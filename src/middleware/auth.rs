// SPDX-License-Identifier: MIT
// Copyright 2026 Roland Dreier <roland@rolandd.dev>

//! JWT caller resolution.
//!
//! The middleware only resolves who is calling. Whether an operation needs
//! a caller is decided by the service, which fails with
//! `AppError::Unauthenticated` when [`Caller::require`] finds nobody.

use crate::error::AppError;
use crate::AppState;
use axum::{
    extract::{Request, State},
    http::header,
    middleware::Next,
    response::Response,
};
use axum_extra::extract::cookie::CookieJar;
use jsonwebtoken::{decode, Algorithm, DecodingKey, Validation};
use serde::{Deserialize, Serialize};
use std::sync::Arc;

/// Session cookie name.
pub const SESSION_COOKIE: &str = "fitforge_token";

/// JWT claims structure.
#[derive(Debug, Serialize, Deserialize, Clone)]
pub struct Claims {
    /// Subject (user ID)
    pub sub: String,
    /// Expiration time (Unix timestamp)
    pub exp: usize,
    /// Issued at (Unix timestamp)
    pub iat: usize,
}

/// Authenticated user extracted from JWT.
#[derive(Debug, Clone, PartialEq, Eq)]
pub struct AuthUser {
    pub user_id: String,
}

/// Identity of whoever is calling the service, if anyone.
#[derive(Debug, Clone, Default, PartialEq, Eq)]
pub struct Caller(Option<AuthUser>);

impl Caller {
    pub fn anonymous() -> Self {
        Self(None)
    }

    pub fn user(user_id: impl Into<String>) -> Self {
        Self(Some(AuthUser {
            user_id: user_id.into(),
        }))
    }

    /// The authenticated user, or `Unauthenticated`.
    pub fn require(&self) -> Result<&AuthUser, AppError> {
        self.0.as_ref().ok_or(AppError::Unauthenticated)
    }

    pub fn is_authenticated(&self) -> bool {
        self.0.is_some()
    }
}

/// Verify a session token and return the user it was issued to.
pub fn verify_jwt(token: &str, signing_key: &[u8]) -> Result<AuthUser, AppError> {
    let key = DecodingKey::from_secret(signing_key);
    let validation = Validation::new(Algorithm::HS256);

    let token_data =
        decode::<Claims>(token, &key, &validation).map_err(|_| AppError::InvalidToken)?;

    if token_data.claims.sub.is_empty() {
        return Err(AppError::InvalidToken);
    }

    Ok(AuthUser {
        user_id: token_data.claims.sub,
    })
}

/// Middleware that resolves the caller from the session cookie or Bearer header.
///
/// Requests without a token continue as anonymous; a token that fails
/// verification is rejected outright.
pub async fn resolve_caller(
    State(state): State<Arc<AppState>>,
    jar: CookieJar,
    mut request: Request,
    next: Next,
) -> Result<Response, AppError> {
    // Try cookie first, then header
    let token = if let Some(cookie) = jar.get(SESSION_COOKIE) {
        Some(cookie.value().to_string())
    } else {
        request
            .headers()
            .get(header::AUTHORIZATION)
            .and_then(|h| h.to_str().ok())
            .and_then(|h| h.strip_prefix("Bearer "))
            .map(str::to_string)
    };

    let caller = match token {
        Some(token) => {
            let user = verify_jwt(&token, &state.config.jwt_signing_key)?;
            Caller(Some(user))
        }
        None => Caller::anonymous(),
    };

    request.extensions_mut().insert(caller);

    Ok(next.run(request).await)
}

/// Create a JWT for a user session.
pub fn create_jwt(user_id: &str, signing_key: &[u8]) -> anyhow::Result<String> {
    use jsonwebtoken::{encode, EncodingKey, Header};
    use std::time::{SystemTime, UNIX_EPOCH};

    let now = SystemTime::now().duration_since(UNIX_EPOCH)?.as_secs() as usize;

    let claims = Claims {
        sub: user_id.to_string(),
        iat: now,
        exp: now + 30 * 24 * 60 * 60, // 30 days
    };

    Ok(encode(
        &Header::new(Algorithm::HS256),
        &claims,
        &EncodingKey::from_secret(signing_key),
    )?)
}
---
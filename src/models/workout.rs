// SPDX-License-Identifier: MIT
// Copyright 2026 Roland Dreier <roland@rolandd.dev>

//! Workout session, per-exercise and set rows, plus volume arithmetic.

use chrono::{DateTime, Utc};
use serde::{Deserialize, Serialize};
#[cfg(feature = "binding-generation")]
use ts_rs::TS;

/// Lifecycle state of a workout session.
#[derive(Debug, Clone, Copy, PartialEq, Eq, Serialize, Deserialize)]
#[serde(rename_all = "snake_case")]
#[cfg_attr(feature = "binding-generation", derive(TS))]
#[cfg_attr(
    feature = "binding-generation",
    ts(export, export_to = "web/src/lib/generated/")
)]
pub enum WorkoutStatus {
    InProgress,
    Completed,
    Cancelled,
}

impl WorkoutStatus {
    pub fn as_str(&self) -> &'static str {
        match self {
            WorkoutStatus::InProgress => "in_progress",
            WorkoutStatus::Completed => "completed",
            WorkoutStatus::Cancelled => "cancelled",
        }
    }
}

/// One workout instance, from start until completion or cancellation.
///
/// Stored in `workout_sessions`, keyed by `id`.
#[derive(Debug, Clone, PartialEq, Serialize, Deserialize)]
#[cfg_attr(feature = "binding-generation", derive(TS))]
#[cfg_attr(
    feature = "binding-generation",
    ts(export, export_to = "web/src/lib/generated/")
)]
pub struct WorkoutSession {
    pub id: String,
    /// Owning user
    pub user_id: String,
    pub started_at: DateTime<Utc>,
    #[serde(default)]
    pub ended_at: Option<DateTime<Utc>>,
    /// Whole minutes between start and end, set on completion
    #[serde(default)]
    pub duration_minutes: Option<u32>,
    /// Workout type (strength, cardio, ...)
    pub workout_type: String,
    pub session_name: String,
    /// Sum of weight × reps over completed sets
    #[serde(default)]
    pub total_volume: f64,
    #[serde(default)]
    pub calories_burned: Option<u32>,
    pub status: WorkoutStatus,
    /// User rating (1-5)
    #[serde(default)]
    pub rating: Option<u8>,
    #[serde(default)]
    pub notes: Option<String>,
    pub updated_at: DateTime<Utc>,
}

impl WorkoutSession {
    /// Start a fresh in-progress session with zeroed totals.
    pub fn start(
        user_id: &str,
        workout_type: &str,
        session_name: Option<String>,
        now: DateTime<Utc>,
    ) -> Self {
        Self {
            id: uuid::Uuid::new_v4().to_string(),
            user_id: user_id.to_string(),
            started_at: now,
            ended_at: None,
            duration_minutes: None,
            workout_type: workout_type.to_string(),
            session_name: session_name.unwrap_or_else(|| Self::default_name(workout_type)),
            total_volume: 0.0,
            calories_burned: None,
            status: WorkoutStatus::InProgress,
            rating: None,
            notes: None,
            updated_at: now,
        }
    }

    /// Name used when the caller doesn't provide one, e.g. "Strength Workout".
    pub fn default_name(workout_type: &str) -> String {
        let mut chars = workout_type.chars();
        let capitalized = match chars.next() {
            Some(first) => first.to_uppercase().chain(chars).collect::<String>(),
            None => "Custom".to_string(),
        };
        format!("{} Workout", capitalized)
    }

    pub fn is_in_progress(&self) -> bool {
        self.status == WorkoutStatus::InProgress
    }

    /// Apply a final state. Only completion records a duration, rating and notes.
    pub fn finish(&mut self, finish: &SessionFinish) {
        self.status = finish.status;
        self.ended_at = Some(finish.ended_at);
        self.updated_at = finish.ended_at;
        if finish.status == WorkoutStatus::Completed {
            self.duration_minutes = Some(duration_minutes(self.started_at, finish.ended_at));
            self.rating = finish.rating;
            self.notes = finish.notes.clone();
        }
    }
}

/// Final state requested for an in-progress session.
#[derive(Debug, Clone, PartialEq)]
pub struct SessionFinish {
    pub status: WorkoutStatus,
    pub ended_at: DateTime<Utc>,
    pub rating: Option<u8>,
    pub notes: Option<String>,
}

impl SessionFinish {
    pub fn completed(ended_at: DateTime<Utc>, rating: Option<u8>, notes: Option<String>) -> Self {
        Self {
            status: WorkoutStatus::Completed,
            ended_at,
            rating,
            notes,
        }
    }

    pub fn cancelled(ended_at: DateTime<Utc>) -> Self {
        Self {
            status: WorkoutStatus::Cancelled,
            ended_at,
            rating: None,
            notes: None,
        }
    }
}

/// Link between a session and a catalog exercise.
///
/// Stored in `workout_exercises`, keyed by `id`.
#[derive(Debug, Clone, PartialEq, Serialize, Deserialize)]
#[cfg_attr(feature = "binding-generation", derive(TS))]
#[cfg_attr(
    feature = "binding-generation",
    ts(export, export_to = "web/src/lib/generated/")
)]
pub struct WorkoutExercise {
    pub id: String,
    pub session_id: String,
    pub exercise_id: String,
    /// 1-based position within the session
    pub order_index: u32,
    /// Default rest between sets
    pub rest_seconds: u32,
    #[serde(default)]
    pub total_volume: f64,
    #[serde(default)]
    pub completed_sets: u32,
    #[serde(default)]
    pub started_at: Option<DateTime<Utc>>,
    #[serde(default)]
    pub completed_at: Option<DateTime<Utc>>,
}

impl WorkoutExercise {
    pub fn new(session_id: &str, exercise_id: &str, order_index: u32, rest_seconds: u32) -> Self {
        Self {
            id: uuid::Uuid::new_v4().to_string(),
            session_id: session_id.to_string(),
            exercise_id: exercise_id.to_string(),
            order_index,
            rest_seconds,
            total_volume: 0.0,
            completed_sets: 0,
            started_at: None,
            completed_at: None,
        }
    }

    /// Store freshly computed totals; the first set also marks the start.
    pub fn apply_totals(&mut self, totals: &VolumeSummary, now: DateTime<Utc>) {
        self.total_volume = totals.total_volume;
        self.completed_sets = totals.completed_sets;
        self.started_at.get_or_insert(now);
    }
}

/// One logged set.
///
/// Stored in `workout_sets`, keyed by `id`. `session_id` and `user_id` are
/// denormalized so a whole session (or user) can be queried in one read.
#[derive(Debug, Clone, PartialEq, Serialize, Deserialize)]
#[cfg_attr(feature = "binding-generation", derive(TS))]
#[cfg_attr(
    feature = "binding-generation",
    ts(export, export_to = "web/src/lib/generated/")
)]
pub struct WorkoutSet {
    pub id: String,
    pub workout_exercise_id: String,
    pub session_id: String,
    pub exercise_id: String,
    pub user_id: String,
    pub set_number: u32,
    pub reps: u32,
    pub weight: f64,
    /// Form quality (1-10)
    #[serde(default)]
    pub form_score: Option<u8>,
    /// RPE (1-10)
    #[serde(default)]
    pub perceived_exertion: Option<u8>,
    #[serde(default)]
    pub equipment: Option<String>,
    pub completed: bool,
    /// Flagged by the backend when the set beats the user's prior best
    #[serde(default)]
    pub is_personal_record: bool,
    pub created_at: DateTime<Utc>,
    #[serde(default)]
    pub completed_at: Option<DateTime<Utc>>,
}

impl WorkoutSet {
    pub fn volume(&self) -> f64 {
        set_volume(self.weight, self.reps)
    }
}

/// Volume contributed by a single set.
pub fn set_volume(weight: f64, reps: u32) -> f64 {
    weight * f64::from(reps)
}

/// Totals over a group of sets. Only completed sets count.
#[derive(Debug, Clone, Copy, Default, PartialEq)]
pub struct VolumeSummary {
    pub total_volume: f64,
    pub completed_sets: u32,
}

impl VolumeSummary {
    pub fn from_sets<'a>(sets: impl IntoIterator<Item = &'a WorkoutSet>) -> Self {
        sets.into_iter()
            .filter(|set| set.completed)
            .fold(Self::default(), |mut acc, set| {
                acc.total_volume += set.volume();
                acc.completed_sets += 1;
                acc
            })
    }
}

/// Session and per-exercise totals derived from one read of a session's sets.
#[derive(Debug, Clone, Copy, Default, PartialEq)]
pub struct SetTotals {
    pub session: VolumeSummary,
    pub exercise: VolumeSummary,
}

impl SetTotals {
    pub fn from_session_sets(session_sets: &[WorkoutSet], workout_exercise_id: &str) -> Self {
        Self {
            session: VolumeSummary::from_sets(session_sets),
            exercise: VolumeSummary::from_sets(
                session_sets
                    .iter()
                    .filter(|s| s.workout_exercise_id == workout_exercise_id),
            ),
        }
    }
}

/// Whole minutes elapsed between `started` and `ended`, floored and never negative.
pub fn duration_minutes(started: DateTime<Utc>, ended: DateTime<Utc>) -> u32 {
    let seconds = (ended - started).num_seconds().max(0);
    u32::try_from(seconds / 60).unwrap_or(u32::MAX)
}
* * *
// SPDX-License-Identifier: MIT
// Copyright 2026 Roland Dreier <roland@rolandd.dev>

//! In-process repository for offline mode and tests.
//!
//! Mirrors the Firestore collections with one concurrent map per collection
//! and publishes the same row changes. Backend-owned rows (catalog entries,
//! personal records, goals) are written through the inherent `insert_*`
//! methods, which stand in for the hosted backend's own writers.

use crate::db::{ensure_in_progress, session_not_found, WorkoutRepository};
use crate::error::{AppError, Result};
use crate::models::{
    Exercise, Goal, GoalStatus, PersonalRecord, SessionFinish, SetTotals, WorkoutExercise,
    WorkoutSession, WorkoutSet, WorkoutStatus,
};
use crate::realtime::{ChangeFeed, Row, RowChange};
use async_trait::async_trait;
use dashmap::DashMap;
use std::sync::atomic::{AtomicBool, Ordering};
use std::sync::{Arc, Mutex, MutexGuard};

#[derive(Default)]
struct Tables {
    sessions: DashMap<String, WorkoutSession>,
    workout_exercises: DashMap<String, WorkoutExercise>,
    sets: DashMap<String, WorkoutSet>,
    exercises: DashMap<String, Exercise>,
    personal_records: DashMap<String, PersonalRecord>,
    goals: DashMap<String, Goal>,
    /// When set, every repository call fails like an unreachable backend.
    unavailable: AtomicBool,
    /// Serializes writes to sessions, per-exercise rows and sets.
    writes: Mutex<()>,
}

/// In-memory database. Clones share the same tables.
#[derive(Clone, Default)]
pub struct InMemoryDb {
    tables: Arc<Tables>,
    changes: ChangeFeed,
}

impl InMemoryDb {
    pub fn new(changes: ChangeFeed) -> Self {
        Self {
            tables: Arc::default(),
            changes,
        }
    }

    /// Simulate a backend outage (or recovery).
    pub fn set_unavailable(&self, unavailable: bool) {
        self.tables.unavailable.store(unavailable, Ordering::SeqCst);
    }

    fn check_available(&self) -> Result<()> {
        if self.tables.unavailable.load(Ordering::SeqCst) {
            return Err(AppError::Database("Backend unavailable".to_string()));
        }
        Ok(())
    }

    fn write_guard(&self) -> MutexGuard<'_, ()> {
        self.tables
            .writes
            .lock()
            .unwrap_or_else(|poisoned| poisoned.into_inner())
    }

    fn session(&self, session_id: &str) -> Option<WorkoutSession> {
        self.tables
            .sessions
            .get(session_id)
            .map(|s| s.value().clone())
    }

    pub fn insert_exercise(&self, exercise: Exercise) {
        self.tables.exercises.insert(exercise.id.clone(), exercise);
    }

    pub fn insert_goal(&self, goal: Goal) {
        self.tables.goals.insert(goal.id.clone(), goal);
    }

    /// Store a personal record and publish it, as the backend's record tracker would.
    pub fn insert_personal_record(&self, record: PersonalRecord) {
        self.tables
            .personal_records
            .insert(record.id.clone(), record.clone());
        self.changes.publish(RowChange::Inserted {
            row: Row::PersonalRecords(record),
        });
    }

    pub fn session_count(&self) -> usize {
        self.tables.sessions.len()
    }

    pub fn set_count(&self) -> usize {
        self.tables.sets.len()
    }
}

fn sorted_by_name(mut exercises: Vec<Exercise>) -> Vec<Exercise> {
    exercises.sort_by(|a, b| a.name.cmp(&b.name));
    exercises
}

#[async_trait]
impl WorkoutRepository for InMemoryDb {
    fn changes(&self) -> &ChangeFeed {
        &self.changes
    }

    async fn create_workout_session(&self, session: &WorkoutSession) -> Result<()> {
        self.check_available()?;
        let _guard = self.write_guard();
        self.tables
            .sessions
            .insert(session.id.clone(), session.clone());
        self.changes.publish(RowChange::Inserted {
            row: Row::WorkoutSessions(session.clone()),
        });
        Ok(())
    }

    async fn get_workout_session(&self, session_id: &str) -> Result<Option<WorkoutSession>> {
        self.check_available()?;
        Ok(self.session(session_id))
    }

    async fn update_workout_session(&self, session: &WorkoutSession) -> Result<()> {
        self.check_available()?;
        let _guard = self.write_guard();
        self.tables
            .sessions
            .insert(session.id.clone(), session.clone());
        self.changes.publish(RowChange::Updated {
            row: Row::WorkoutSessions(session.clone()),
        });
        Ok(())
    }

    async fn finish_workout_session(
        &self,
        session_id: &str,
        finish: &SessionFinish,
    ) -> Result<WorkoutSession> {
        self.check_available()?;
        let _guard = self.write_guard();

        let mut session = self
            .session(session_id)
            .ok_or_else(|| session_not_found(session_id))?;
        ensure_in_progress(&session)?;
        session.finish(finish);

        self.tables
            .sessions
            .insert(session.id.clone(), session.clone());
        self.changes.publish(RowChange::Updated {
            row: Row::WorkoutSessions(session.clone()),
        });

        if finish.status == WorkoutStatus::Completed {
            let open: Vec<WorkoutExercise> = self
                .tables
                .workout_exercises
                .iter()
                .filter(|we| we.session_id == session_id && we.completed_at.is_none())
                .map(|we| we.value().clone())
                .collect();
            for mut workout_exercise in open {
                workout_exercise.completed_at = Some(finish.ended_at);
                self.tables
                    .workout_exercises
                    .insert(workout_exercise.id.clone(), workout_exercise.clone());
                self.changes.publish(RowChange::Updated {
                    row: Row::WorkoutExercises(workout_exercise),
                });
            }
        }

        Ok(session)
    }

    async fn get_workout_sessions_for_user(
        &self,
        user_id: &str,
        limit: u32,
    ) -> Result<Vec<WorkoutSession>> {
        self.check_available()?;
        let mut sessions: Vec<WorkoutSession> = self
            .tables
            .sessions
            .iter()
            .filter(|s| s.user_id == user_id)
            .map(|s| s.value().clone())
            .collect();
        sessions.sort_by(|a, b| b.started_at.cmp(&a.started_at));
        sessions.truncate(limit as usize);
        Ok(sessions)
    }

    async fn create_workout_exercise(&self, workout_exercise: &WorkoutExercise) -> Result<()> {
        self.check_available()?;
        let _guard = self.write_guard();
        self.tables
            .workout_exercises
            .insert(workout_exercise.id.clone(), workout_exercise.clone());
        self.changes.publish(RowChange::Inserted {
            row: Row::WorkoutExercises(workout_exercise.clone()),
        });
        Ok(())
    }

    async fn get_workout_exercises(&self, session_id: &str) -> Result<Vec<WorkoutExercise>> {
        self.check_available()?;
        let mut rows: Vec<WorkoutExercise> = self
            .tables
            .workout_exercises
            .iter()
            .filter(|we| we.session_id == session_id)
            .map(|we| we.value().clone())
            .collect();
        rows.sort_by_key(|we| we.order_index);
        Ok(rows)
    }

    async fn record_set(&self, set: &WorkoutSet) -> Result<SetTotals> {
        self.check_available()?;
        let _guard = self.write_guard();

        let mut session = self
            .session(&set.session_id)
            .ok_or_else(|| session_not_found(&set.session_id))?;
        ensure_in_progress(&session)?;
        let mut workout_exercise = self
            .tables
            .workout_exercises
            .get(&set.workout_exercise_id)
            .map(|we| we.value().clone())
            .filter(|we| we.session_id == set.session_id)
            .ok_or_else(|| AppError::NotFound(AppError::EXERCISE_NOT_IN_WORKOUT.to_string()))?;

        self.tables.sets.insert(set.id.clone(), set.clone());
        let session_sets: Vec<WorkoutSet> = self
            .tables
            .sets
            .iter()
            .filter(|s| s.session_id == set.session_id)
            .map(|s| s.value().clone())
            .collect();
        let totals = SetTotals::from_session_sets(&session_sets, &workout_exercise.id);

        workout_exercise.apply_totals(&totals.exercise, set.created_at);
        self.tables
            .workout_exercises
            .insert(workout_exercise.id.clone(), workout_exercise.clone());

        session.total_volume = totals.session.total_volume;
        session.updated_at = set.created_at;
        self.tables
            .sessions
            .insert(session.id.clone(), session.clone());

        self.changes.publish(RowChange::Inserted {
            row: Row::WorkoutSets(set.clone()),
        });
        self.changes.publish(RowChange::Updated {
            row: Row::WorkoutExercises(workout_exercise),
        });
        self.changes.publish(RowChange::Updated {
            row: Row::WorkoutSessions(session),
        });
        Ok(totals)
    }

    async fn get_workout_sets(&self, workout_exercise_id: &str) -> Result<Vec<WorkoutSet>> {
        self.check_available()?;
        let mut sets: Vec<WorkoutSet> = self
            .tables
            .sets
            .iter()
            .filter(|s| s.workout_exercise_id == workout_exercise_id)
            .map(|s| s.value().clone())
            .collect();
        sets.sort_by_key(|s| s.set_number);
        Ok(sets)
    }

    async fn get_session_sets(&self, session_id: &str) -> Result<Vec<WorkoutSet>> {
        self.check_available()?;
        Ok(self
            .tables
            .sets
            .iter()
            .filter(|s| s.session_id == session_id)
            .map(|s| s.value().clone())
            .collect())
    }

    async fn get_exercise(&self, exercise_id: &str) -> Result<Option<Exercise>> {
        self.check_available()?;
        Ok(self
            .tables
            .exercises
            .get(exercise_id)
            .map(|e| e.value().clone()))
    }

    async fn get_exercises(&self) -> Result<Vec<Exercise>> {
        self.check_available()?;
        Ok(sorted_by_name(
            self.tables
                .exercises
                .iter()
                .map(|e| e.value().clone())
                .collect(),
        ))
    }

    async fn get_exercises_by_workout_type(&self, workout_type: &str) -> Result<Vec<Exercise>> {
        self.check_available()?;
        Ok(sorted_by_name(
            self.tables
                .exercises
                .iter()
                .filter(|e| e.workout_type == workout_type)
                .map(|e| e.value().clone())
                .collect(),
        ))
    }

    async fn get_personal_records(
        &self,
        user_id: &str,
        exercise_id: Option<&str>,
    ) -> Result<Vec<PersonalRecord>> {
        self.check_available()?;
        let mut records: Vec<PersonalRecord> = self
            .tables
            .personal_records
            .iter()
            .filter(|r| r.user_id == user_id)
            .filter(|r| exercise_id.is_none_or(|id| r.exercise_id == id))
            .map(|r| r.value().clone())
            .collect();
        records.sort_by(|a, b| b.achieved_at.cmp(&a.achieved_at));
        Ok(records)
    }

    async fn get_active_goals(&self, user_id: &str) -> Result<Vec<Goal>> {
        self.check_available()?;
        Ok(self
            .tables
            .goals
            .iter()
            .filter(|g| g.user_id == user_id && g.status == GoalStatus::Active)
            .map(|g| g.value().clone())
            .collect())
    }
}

What is needed: Identify and extract each line of the listing that contains "Stored".

Written solution:
/// Stored in `workout_sessions`, keyed by `id`.
/// Stored in `workout_exercises`, keyed by `id`.
/// Stored in `workout_sets`, keyed by `id`. `session_id` and `user_id` are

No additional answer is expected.